Historically, the noncommutative deformations of the minisuperspace have been analyzed at the quantum level in [24] where a Kantowski–Sachs universe was studied. Nonetheless, classical noncommutative formulations have been suggested utilizing an effective noncommutativity on the minisuperspace. Noncommutativity in classical theory is primarily founded on the assumption that modifying Poisson brackets yields noncommutative equations of motion [24,25,26,27]. As a result, two generally different interpretations are given by phase space deformations, called the “C frame” and the “NC frame”, which, in general, are not physically equivalent [28]. In order to determine the valid range of the deformation parameters, a principle should be adopted [29]: “Deformed phase space models are only valid when the descriptions of C and NC frames are physically equivalent”.
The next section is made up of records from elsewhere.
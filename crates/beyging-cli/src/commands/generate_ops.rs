use std::path::Path;

use rand::Rng;

use beyging::data_dir::DataDir;
use beyging::generate::Generator;
use beyging_core::inflect::BinPhraseInflector;
use beyging_core::settings::Settings;

use super::open_lexicon;

/// Write `count` examples per difficulty from the persisted buckets.
pub fn generate(
    data: &DataDir,
    lexicon_path: &Path,
    settings: &Settings,
    count: usize,
    rng: &mut impl Rng,
) {
    let lexicon = open_lexicon(lexicon_path);
    let inflector = BinPhraseInflector::new(&lexicon);
    let generator = Generator::new(&lexicon, &inflector, settings);

    let paths = die!(
        generator.run(data, count, rng),
        "Error generating examples: {}"
    );
    for path in paths {
        eprintln!("Wrote {}", path.display());
    }
}
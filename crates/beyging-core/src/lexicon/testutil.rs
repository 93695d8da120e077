use super::{BinEntry, BinLexicon, Category, Mark};

const CASE_NUMBER: [&str; 8] = [
    "NFET", "ÞFET", "ÞGFET", "EFET", "NFFT", "ÞFFT", "ÞGFFT", "EFFT",
];

pub(crate) fn entry(lemma: &str, id: u32, category: &str, form: &str, mark: &str) -> BinEntry {
    BinEntry {
        lemma: lemma.to_string(),
        id,
        category: Category::from_code(category),
        form: form.to_string(),
        mark: Mark::parse(mark),
    }
}

/// Noun paradigm in `CASE_NUMBER` order; empty strings are left out.
pub(crate) fn noun(lemma: &str, id: u32, gender: &str, forms: [&str; 8]) -> Vec<BinEntry> {
    CASE_NUMBER
        .iter()
        .zip(forms)
        .filter(|(_, form)| !form.is_empty())
        .map(|(mark, form)| entry(lemma, id, gender, form, mark))
        .collect()
}

/// Strong positive adjective paradigm for the three genders.
pub(crate) fn adjective(lemma: &str, id: u32, kk: [&str; 8], kvk: [&str; 8], hk: [&str; 8]) -> Vec<BinEntry> {
    let mut out = Vec::new();
    for (gender, forms) in [("KK", kk), ("KVK", kvk), ("HK", hk)] {
        for (cn, form) in CASE_NUMBER.iter().zip(forms) {
            out.push(entry(lemma, id, "lo", form, &format!("FSB-{gender}-{cn}")));
        }
    }
    out
}

pub(crate) fn sample_entries() -> Vec<BinEntry> {
    let mut e = Vec::new();
    e.extend(noun(
        "hestur",
        1,
        "kk",
        ["hestur", "hest", "hesti", "hests", "hestar", "hesta", "hestum", "hesta"],
    ));
    e.push(entry("hestur", 1, "kk", "hesturinn", "NFETgr"));
    e.extend(noun(
        "borg",
        2,
        "kvk",
        ["borg", "borg", "borg", "borgar", "borgir", "borgir", "borgum", "borga"],
    ));
    e.extend(noun(
        "hús",
        3,
        "hk",
        ["hús", "hús", "húsi", "húss", "hús", "hús", "húsum", "húsa"],
    ));
    e.extend(noun("gull", 4, "hk", ["gull", "gull", "gulli", "gulls", "", "", "", ""]));
    // Two meanings of the same headword.
    e.extend(noun("ver", 5, "kk", ["ver", "ver", "veri", "vers", "", "", "", ""]));
    e.extend(noun("ver", 6, "hk", ["ver", "ver", "veri", "vers", "ver", "ver", "verum", "vera"]));
    // Forms shared across two headwords.
    e.extend(noun(
        "lás",
        7,
        "kk",
        ["lás", "lás", "lási", "láss", "lásar", "lása", "lásum", "lása"],
    ));
    e.extend(noun("lási", 8, "kk", ["lási", "lása", "lása", "lása", "", "", "", ""]));
    e.extend(noun("Jón", 9, "kk", ["Jón", "Jón", "Jóni", "Jóns", "", "", "", ""]));

    e.extend(adjective(
        "góður",
        20,
        ["góður", "góðan", "góðum", "góðs", "góðir", "góða", "góðum", "góðra"],
        ["góð", "góða", "góðri", "góðrar", "góðar", "góðar", "góðum", "góðra"],
        ["gott", "gott", "góðu", "góðs", "góð", "góð", "góðum", "góðra"],
    ));
    e.push(entry("góður", 20, "lo", "góði", "FVB-KK-NFET"));
    e.extend(adjective(
        "rauður",
        21,
        ["rauður", "rauðan", "rauðum", "rauðs", "rauðir", "rauða", "rauðum", "rauðra"],
        ["rauð", "rauða", "rauðri", "rauðrar", "rauðar", "rauðar", "rauðum", "rauðra"],
        ["rautt", "rautt", "rauðu", "rauðs", "rauð", "rauð", "rauðum", "rauðra"],
    ));
    e.push(entry("fallegur", 22, "lo", "fallegur", "FSB-KK-NFET"));
    e.push(entry("gar", 23, "lo", "gar", "FSB-KK-NFET"));
    e
}

pub(crate) fn sample_lexicon() -> BinLexicon {
    BinLexicon::from_entries(sample_entries())
}
//! Noun-phrase declension.
//!
//! `PhraseInflector` renders a nominative adjective+noun phrase into all
//! four cases for a forced grammatical number. `BinPhraseInflector` does
//! this with plain lexicon lookups.

mod bin_inflector;

pub use bin_inflector::BinPhraseInflector;

use serde::{Deserialize, Serialize};

#[derive(Debug, Clone, Copy, PartialEq, Eq)]
pub enum Case {
    Nominative,
    Accusative,
    Dative,
    Genitive,
}

impl Case {
    pub const ALL: [Case; 4] = [
        Self::Nominative,
        Self::Accusative,
        Self::Dative,
        Self::Genitive,
    ];

    /// Case tag as used in BÍN marks.
    pub fn tag(self) -> &'static str {
        match self {
            Self::Nominative => "NF",
            Self::Accusative => "ÞF",
            Self::Dative => "ÞGF",
            Self::Genitive => "EF",
        }
    }
}

#[derive(Debug, Clone, Copy, PartialEq, Eq)]
pub enum Number {
    Singular,
    Plural,
}

impl Number {
    pub fn tag(self) -> &'static str {
        match self {
            Self::Singular => "ET",
            Self::Plural => "FT",
        }
    }
}

/// A phrase in the four cases, serialized with the Icelandic case keys.
#[derive(Debug, Clone, Default, PartialEq, Eq, Serialize, Deserialize)]
pub struct CaseForms {
    pub nf: String,
    #[serde(rename = "þf")]
    pub thf: String,
    #[serde(rename = "þgf")]
    pub thgf: String,
    pub ef: String,
}

impl CaseForms {
    pub fn get(&self, case: Case) -> &str {
        match case {
            Case::Nominative => &self.nf,
            Case::Accusative => &self.thf,
            Case::Dative => &self.thgf,
            Case::Genitive => &self.ef,
        }
    }

    fn set(&mut self, case: Case, phrase: String) {
        let slot = match case {
            Case::Nominative => &mut self.nf,
            Case::Accusative => &mut self.thf,
            Case::Dative => &mut self.thgf,
            Case::Genitive => &mut self.ef,
        };
        *slot = phrase;
    }
}

/// Singular and plural declension of one phrase: the expected answer of an
/// example.
#[derive(Debug, Clone, PartialEq, Eq, Serialize, Deserialize)]
pub struct InflectionTable {
    pub et: CaseForms,
    pub ft: CaseForms,
}

#[derive(Debug, thiserror::Error)]
pub enum InflectError {
    #[error("empty phrase")]
    EmptyPhrase,

    #[error("no nominative {number} noun '{word}'")]
    UnknownHead { word: String, number: &'static str },

    #[error("no agreeing nominative adjective '{word}'")]
    UnknownModifier { word: String },

    #[error("no form of '{lemma}' for {tags}")]
    MissingForm { lemma: String, tags: String },
}

pub trait PhraseInflector {
    /// Decline a nominative phrase in the given number into all four cases.
    fn decline(&self, phrase: &str, number: Number) -> Result<CaseForms, InflectError>;

    fn table(&self, singular: &str, plural: &str) -> Result<InflectionTable, InflectError> {
        Ok(InflectionTable {
            et: self.decline(singular, Number::Singular)?,
            ft: self.decline(plural, Number::Plural)?,
        })
    }
}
Physicists face a major challenge in explaining the nature and mechanism of our universe’s acceleration. Accelerated expansion of the universe has been confirmed by several astrophysical observations including supernova type Ia [30, 31], CMB studies [32] weak lensing [33], large-scale structure [34], and baryon acoustic oscillations [35]. It contradicts Einstein’s theory of general relativity. The late-time-accelerated expansion has generally been explained by two distinct classes of ideas (solutions). The acceleration that occurs in this process is a consequence of negative pressure; therefore, one way to explain it is that it is caused by an exotic liquid, so-called dark energy, which makes up about \(70\%\) of the universe. Einstein’s cosmological constant was thought to be the most likely solution to dark energy, but it failed to solve the ’fine tuning’ and ’cosmic coincidence’ problems [36]. Hence, other theoretical models such as the phantom field [37, 38], quintessence [39, 40], quintom [41, 42], and tachyon field [43] have been proposed. Another option is that Einstein’s general relativity can be modified so its action is governed by a function of the curvature scalar (\(f(R)\)-gravity) [44, 45]. The approach is not limited to this type of change; various novel gravitational modification theories like scalar-tensor theories, \(f(T)\)-gravity, \(f(T)\)-gravity with an unusual term [46] and etcetera have recently been proposed.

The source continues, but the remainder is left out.